Masahiro Tanaka, after just 18 starts among the game’s elite pitchers, on Wednesday left the New York Yankees in Cleveland for an MRI tube in New York. The New York Post reported the news and a moment later a National League general manager tapped his thoughts into a text message: “Always something. Every day.”
By mid-afternoon, the information on Tanaka remained vague, though the Yankees announced he had elbow inflammation and placed him on the disabled list. He’d suffered his worst start as a Yankee the night before against the Indians, allowing 10 hits, two of them home runs, and five runs in 6 2/3 innings. His previous start, five days before in Minnesota, was only marginally better. Manager Joe Girardi told reporters Tanaka did not complain of discomfort in the elbow area until late Tuesday night, after his start.
And while the Yankees might’ve begun to wonder why Tanaka of the big fastball, killer splitter and uncommon precision was suddenly somewhat vulnerable, and as it became increasingly clear the Yankees would have to lean heavily on him were they to contend in the soft AL East, along came the shiver of something possibly wrong. Already the Yankees are without CC Sabathia, who could be lost for the season, Ivan Nova and Michael Pineda.
Maybe it’s nothing. Maybe Tanaka is fine. It wouldn’t take much to convince the Yankees to put him on a plane bound for clarity and conservative treatment, given what he means to their rotation. Beyond that, they’re into the 25-year-old Tanaka for $155 million over seven years.
“Always something. Every day,” the man said.

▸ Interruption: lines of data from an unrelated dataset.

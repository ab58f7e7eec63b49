//! Volatile cache layer.
//!
//! - **Status maps**: per-user solve status, lazily rebuilt from solutions.
//! - **Feed pages**: TTL-bound pages of the problem and solution listings.
//! - **Invalidation**: best-effort cleanup after every write.
//!
//! The backing store is injected as `Arc<dyn VolatileCache>`; the in-process
//! [`MemoryCache`] and the Redis adapter in `infra::redis_cache` implement it.

mod config;
mod feed;
mod invalidation;
mod keys;
mod lock;
mod status_map;
mod store;

pub use config::{CacheBackend, CacheConfig};
pub use feed::{CachedPage, FeedCache};
pub use invalidation::InvalidationCoordinator;
pub use keys::{CacheKeys, FeedScope};
pub use status_map::{BUILT_MARKER_FIELD, StatusMapStore};
pub use store::{CacheError, MemoryCache, VolatileCache};

pub const METRIC_FEED_CACHE_HIT_TOTAL: &str = "dojo_feed_cache_hit_total";
pub const METRIC_FEED_CACHE_MISS_TOTAL: &str = "dojo_feed_cache_miss_total";
pub const METRIC_STATUS_MAP_REBUILD_TOTAL: &str = "dojo_status_map_rebuild_total";
pub const METRIC_CACHE_ERROR_TOTAL: &str = "dojo_cache_error_total";
pub const METRIC_CACHE_INVALIDATED_KEYS_TOTAL: &str = "dojo_cache_invalidated_keys_total";
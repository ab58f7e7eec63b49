use thiserror::Error;

#[derive(Debug, Error)]
pub enum DomainError {
    #[error("domain entity `{entity}` not found")]
    NotFound { entity: &'static str },
    #[error("domain validation failed on `{field}`: {message}")]
    Validation {
        field: &'static str,
        message: String,
    },
}

impl DomainError {
    pub fn not_found(entity: &'static str) -> Self {
        Self::NotFound { entity }
    }

    pub fn validation(field: &'static str, message: impl Into<String>) -> Self {
        Self::Validation {
            field,
            message: message.into(),
        }
    }
}
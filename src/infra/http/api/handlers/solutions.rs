//! Solution handlers

use axum::Json;
use axum::extract::rejection::{JsonRejection, PathRejection};
use axum::extract::{Path, Query, State};
use axum::http::StatusCode;
use axum::response::IntoResponse;
use uuid::Uuid;

use crate::application::feed::SolutionFeedQuery;
use crate::application::pagination::PageRequest;
use crate::application::solutions::SubmitSolutionCommand;

use super::{
    SolutionFeedParams, feed_to_api, interaction_to_api, json_body, parse_flag, parse_number,
    path_id, solution_to_api,
};
use crate::infra::http::api::error::ApiError;
use crate::infra::http::api::identity::{RequireActor, Viewer};
use crate::infra::http::api::models::*;
use crate::infra::http::api::state::ApiState;

pub async fn list_solutions(
    State(state): State<ApiState>,
    viewer: Viewer,
    path: Result<Path<Uuid>, PathRejection>,
    Query(params): Query<SolutionFeedParams>,
) -> Result<impl IntoResponse, ApiError> {
    let problem_id = path_id(path)?;
    let query = SolutionFeedQuery {
        page: PageRequest::new(
            parse_number(params.page.as_deref()),
            parse_number(params.limit.as_deref()),
        ),
        accepted: parse_flag(params.accepted.as_deref()),
        submitted_by_me: parse_flag(params.submitted_by_me.as_deref()).unwrap_or(false),
    };

    let page = state
        .feed
        .list_solutions(viewer.user_id(), problem_id, &query)
        .await
        .map_err(feed_to_api)?;

    Ok(Json(PageEnvelope::from(page)))
}

pub async fn submit_solution(
    State(state): State<ApiState>,
    RequireActor(actor): RequireActor,
    path: Result<Path<Uuid>, PathRejection>,
    payload: Result<Json<SubmitSolutionCommand>, JsonRejection>,
) -> Result<impl IntoResponse, ApiError> {
    let problem_id = path_id(path)?;
    let command = json_body(payload)?;
    let id = state
        .solutions
        .submit(actor, problem_id, command)
        .await
        .map_err(solution_to_api)?;

    Ok((
        StatusCode::CREATED,
        Json(MessageEnvelope::ok(
            "Solution submitted successfully",
            Created { id },
        )),
    ))
}

pub async fn get_solution(
    State(state): State<ApiState>,
    path: Result<Path<Uuid>, PathRejection>,
) -> Result<impl IntoResponse, ApiError> {
    let id = path_id(path)?;
    let detail = state.solutions.detail(id).await.map_err(solution_to_api)?;
    Ok(Json(DataEnvelope::ok(detail)))
}

pub async fn toggle_accept(
    State(state): State<ApiState>,
    RequireActor(actor): RequireActor,
    path: Result<Path<Uuid>, PathRejection>,
) -> Result<impl IntoResponse, ApiError> {
    let id = path_id(path)?;
    let accepted = state
        .interactions
        .toggle_accepted(id, actor.id)
        .await
        .map_err(interaction_to_api)?;

    let message = if accepted {
        "Solution accepted"
    } else {
        "Solution acceptance withdrawn"
    };
    Ok(Json(MessageEnvelope::ok(message, AcceptData { accepted })))
}

pub async fn toggle_like(
    State(state): State<ApiState>,
    RequireActor(actor): RequireActor,
    path: Result<Path<Uuid>, PathRejection>,
) -> Result<impl IntoResponse, ApiError> {
    let id = path_id(path)?;
    let outcome = state
        .interactions
        .toggle_like(id, actor.id)
        .await
        .map_err(interaction_to_api)?;

    let message = if outcome.active {
        "Solution liked"
    } else {
        "Like removed"
    };
    Ok(Json(MessageEnvelope::ok(
        message,
        LikeData {
            likes_count: outcome.count,
            liked: outcome.active,
        },
    )))
}

pub async fn toggle_report(
    State(state): State<ApiState>,
    RequireActor(actor): RequireActor,
    path: Result<Path<Uuid>, PathRejection>,
) -> Result<impl IntoResponse, ApiError> {
    let id = path_id(path)?;
    let outcome = state
        .interactions
        .toggle_report(id, actor.id)
        .await
        .map_err(interaction_to_api)?;

    let message = if outcome.active {
        "Solution reported"
    } else {
        "Report withdrawn"
    };
    Ok(Json(MessageEnvelope::ok(
        message,
        SolutionReportData {
            report_count: outcome.count,
            reported: outcome.active,
        },
    )))
}

pub async fn delete_solution(
    State(state): State<ApiState>,
    RequireActor(actor): RequireActor,
    path: Result<Path<Uuid>, PathRejection>,
) -> Result<impl IntoResponse, ApiError> {
    let id = path_id(path)?;
    state
        .solutions
        .delete(id, actor)
        .await
        .map_err(solution_to_api)?;

    Ok(Json(MessageEnvelope::ok(
        "Solution deleted successfully",
        Created { id },
    )))
}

It’s the nature of most every season. But given more than 50 major- and minor-league pitchers have undergone Tommy John surgery since early March, and the stature of the pitchers who’ve been undone by elbow ligaments and other body parts, it would seem 2014 will be the Year of Attrition. Depth wins. Hoarding wins. A move or two at the trading deadline wins. Healing wins. Upright, effective pitchers who’ve somehow managed to duck catastrophe, they win, too. On the day Tanaka revealed something wasn’t quite right about his elbow, the Dodgers disabled Josh Beckett due to a hip ailment. An hour after Tanaka was disabled, the Royals announced Jason Vargas would require an appendectomy. The week was hours old when Bronson Arroyo, who’d pitched 15 seasons, made 369 starts, thrown nearly 2,400 innings and never been on a disabled list, announced he’d joined the Tommy John convoy.
Even in a season heavy on pitcher casualties, that’s some 48 hours.
Nobody is exempt. In the meantime, the Yankees are looking at a rotation of Brandon McCarthy, David Phelps, Hiroki Kuroda, Shane Greene and a replacement for Tanaka, probably Chase Whitley, going into – and coming out of – the All-Star break. This after they were outbid by the Oakland A’s for Jeff Samardzija and Jason Hammel, and as David Price’s Tampa Bay Rays inched to within five games of them in the standings, and now what? A return to Ian Kennedy? To A.J. Burnett? How about Scott Feldman? Jorge De La Rosa? The Phillies are selling. If not Burnett, then Cliff Lee?
Even if the Tanaka scare turns out to be a false alarm, his return solves one problem every five days. The rest is out there somewhere, or heroism from within, because the Yankees’ rotation was less than average with Tanaka in it, and he’d won a league-high 12 games and was among the leaders in innings, ERA and strikeouts.
It’s not just a Yankee problem. Turned out, it was just their something, and just their day.